Two men are on the other side of the door, one still wearing his motorcycle helmet holding a bag of what looked like food. Uber Eats maybe? They look surprised when they see me and I think they were looking for someone else. They say ‘sorry’ with a true look of someone who knocked on the wrong door.
We are probably wondering the same thing at this point. Where the hell are my ‘protectors’ that are right next door? Surely they heard the ruckus as the men were knocking on my door.
If all of this is for my safety would the wise thing to do be to take the hint? Maybe instead of heading deeper into Bangladesh I should turn around and go back to India.
What if my escorts will only follow me while I am in this district? Is this district less safe than others?

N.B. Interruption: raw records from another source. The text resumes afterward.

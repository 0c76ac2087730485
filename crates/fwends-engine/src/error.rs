//! Engine error taxonomy.
//!
//! Serialization conflicts never appear here: the retry loop absorbs them,
//! and running out of attempts is reported as [`EngineError::Internal`].

use fwends_core::ValidationError;
use fwends_store::StoreError;

use crate::lifecycle::TransitionError;

/// Errors surfaced by engine operations.
#[derive(Debug, thiserror::Error)]
pub enum EngineError {
    /// Bad identifier, empty title, or unsupported content type.
    #[error(transparent)]
    Validation(#[from] ValidationError),

    /// Missing pack, role, string or slot.
    #[error("{0}")]
    NotFound(String),

    /// Session or identity check failed.
    #[error("{0}")]
    Unauthorized(String),

    /// Store failure, inconsistent row count, id collision, or retries
    /// exhausted.
    #[error("{0}")]
    Internal(String),
}

impl From<StoreError> for EngineError {
    fn from(err: StoreError) -> Self {
        match err {
            StoreError::PackNotFound(id) => Self::NotFound(format!("pack {id} not found")),
            StoreError::NoResources => Self::NotFound("no resources found".into()),
            other => Self::Internal(other.to_string()),
        }
    }
}

impl From<TransitionError> for EngineError {
    fn from(err: TransitionError) -> Self {
        Self::Internal(err.to_string())
    }
}

impl From<tokio::task::JoinError> for EngineError {
    fn from(err: tokio::task::JoinError) -> Self {
        Self::Internal(format!("store task failed: {err}"))
    }
}
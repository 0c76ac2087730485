//! # Snowflake Identifiers
//!
//! 63-bit identifiers laid out as
//!
//! ```text
//! | 41 bits unix millis | 10 bits machine | 12 bits sequence |
//! ```
//!
//! The sequence is a single atomic counter per generator and wraps within its
//! 12-bit field. Uniqueness across processes depends on each process being
//! given a distinct machine index; the generator does not coordinate that.

use std::sync::atomic::{AtomicI64, Ordering};
use std::time::{SystemTime, UNIX_EPOCH};

use crate::error::SnowflakeError;
use crate::identity::{PackId, ResourceId};

/// Width of the millisecond timestamp field.
pub const TIMESTAMP_BITS: u32 = 41;
/// Width of the machine index field.
pub const MACHINE_BITS: u32 = 10;
/// Width of the per-process sequence field.
pub const SEQUENCE_BITS: u32 = 12;

const MACHINE_LIMIT: u64 = 1 << MACHINE_BITS;
const SEQUENCE_MASK: i64 = (1 << SEQUENCE_BITS) - 1;
const TIMESTAMP_MASK: i64 = (1 << TIMESTAMP_BITS) - 1;

fn unix_millis() -> i64 {
    SystemTime::now()
        .duration_since(UNIX_EPOCH)
        .map(|d| d.as_millis() as i64)
        .unwrap_or_default()
}

/// Thread-safe Snowflake id generator.
#[derive(Debug)]
pub struct SnowflakeGenerator {
    machine_bits: i64,
    sequence: AtomicI64,
    clock: fn() -> i64,
}

impl SnowflakeGenerator {
    /// Create a generator for the given machine index.
    ///
    /// # Errors
    ///
    /// [`SnowflakeError::MachineIndexOutOfRange`] when `machine >= 1024`.
    pub fn new(machine: u16) -> Result<Self, SnowflakeError> {
        Self::with_clock(machine, unix_millis)
    }

    /// Create a generator that reads time from `clock` (unix milliseconds).
    pub fn with_clock(machine: u16, clock: fn() -> i64) -> Result<Self, SnowflakeError> {
        if u64::from(machine) >= MACHINE_LIMIT {
            return Err(SnowflakeError::MachineIndexOutOfRange {
                index: u64::from(machine),
                limit: MACHINE_LIMIT,
            });
        }
        Ok(Self {
            machine_bits: i64::from(machine) << SEQUENCE_BITS,
            sequence: AtomicI64::new(0),
            clock,
        })
    }

    /// The machine index this generator was built with.
    pub fn machine_index(&self) -> u16 {
        (self.machine_bits >> SEQUENCE_BITS) as u16
    }

    /// Produce the next raw identifier.
    pub fn next_id(&self) -> i64 {
        let seq = self.sequence.fetch_add(1, Ordering::Relaxed) & SEQUENCE_MASK;
        let millis = (self.clock)() & TIMESTAMP_MASK;
        (millis << (MACHINE_BITS + SEQUENCE_BITS)) | self.machine_bits | seq
    }

    /// Mint a pack id.
    pub fn next_pack_id(&self) -> PackId {
        PackId::from_generated(self.next_id())
    }

    /// Mint a resource id.
    pub fn next_resource_id(&self) -> ResourceId {
        ResourceId::from_generated(self.next_id())
    }
}

/// Derive a machine index from a stateful-set style hostname
/// (`<prefix>-<ordinal>`).
pub fn machine_index_from_hostname(hostname: &str, prefix: &str) -> Result<u16, SnowflakeError> {
    let mismatch = || SnowflakeError::HostnameMismatch {
        hostname: hostname.to_string(),
        prefix: prefix.to_string(),
    };
    let ordinal = hostname
        .strip_prefix(prefix)
        .and_then(|rest| rest.strip_prefix('-'))
        .filter(|digits| !digits.is_empty() && digits.bytes().all(|b| b.is_ascii_digit()))
        .ok_or_else(mismatch)?;
    let index: u64 = ordinal.parse().map_err(|_| mismatch())?;
    if index >= MACHINE_LIMIT {
        return Err(SnowflakeError::MachineIndexOutOfRange {
            index,
            limit: MACHINE_LIMIT,
        });
    }
    Ok(index as u16)
}

#[cfg(test)]
mod tests {
    use super::*;
    use std::collections::HashSet;
    use std::sync::Arc;

    fn fixed_clock() -> i64 {
        1_700_000_000_000
    }

    #[test]
    fn machine_index_bound() {
        assert!(SnowflakeGenerator::new(0).is_ok());
        assert!(SnowflakeGenerator::new(1023).is_ok());
        assert_eq!(
            SnowflakeGenerator::new(1024).unwrap_err(),
            SnowflakeError::MachineIndexOutOfRange {
                index: 1024,
                limit: 1024
            }
        );
    }

    #[test]
    fn layout_places_fields() {
        let gen = SnowflakeGenerator::with_clock(5, fixed_clock).unwrap();
        let id = gen.next_id();
        assert_eq!(id >> 22, fixed_clock());
        assert_eq!((id >> 12) & 0x3ff, 5);
        assert_eq!(id & 0xfff, 0);
        assert_eq!(gen.next_id() & 0xfff, 1);
    }

    #[test]
    fn sequence_wraps_within_field() {
        let gen = SnowflakeGenerator::with_clock(1023, fixed_clock).unwrap();
        let first = gen.next_id();
        for _ in 0..4095 {
            gen.next_id();
        }
        let wrapped = gen.next_id();
        assert_eq!(wrapped, first);
        assert_eq!((wrapped >> 12) & 0x3ff, 1023);
    }

    #[test]
    fn ids_are_non_negative() {
        let gen = SnowflakeGenerator::new(7).unwrap();
        for _ in 0..100 {
            assert!(gen.next_pack_id().get() >= 0);
            assert!(gen.next_resource_id().get() >= 0);
        }
    }

    #[test]
    fn concurrent_ids_unique() {
        let gen = Arc::new(SnowflakeGenerator::with_clock(3, fixed_clock).unwrap());
        let handles: Vec<_> = (0..4)
            .map(|_| {
                let gen = Arc::clone(&gen);
                std::thread::spawn(move || (0..1000).map(|_| gen.next_id()).collect::<Vec<_>>())
            })
            .collect();
        let mut seen = HashSet::new();
        for h in handles {
            for id in h.join().unwrap() {
                assert!(seen.insert(id), "duplicate id {id}");
            }
        }
        assert_eq!(seen.len(), 4000);
    }

    #[test]
    fn hostname_ordinal() {
        assert_eq!(
            machine_index_from_hostname("fwends-backend-3", "fwends-backend").unwrap(),
            3
        );
        assert_eq!(
            machine_index_from_hostname("fwends-backend-0", "fwends-backend").unwrap(),
            0
        );
    }

    #[test]
    fn hostname_mismatch() {
        for host in ["fwends-backend", "fwends-backend-", "other-3", "fwends-backend-x1"] {
            assert!(matches!(
                machine_index_from_hostname(host, "fwends-backend"),
                Err(SnowflakeError::HostnameMismatch { .. })
            ));
        }
        assert!(matches!(
            machine_index_from_hostname("fwends-backend-2048", "fwends-backend"),
            Err(SnowflakeError::MachineIndexOutOfRange { index: 2048, .. })
        ));
    }
}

How will I feel if there are no escorts at the next district? Will I ever have a sound sleep what dangers lurk out there?
There isn’t much info online about people cycling through Bangladesh. The guy that gave me the Bangladesh taka a month ago said he didn’t feel unsafe other than worrying about the crazy drives.
I don’t feel the least bit unsafe until the police showed up multiple times concerned about my safety.
If I was left on my own at this point I think I would over react every time I caught someone looking at me. Considering the amount of people who stare in this part of the world that could drive me crazy in just an hour. The people in India as well as Bangladesh will gather around – well within your personal space. They will just watch you. No matter what you are doing. Rarely will they interact. Just stare.
Looking back I start thinking that those stares are blank stares, almost soulless. Ten, fifteen, twenty people just staring. I think that will freak me out now that I will be looking at it through a tainted eye.
If I decide to turn back in the morning there would be no need to get cash or a SIM card. The police that would be assigned to me for the next day or week would have to find something better to do. And that ulcer that would surely develop in three or four days from worrying would be averted.
Every time I hear a door slam or shouting in the hallway I wonder what is going to happen. I wait for another knock on my door. I can somewhat understand the rollercoaster of emotions that actual hostages go through as they wonder what comes after every sound they hear.
In an instant the power goes out with a thud I can actually feel in my chest. I sit on the edge of my bed in a physical and mental darkness that to this day I have not previously experienced. I just sit there and wonder.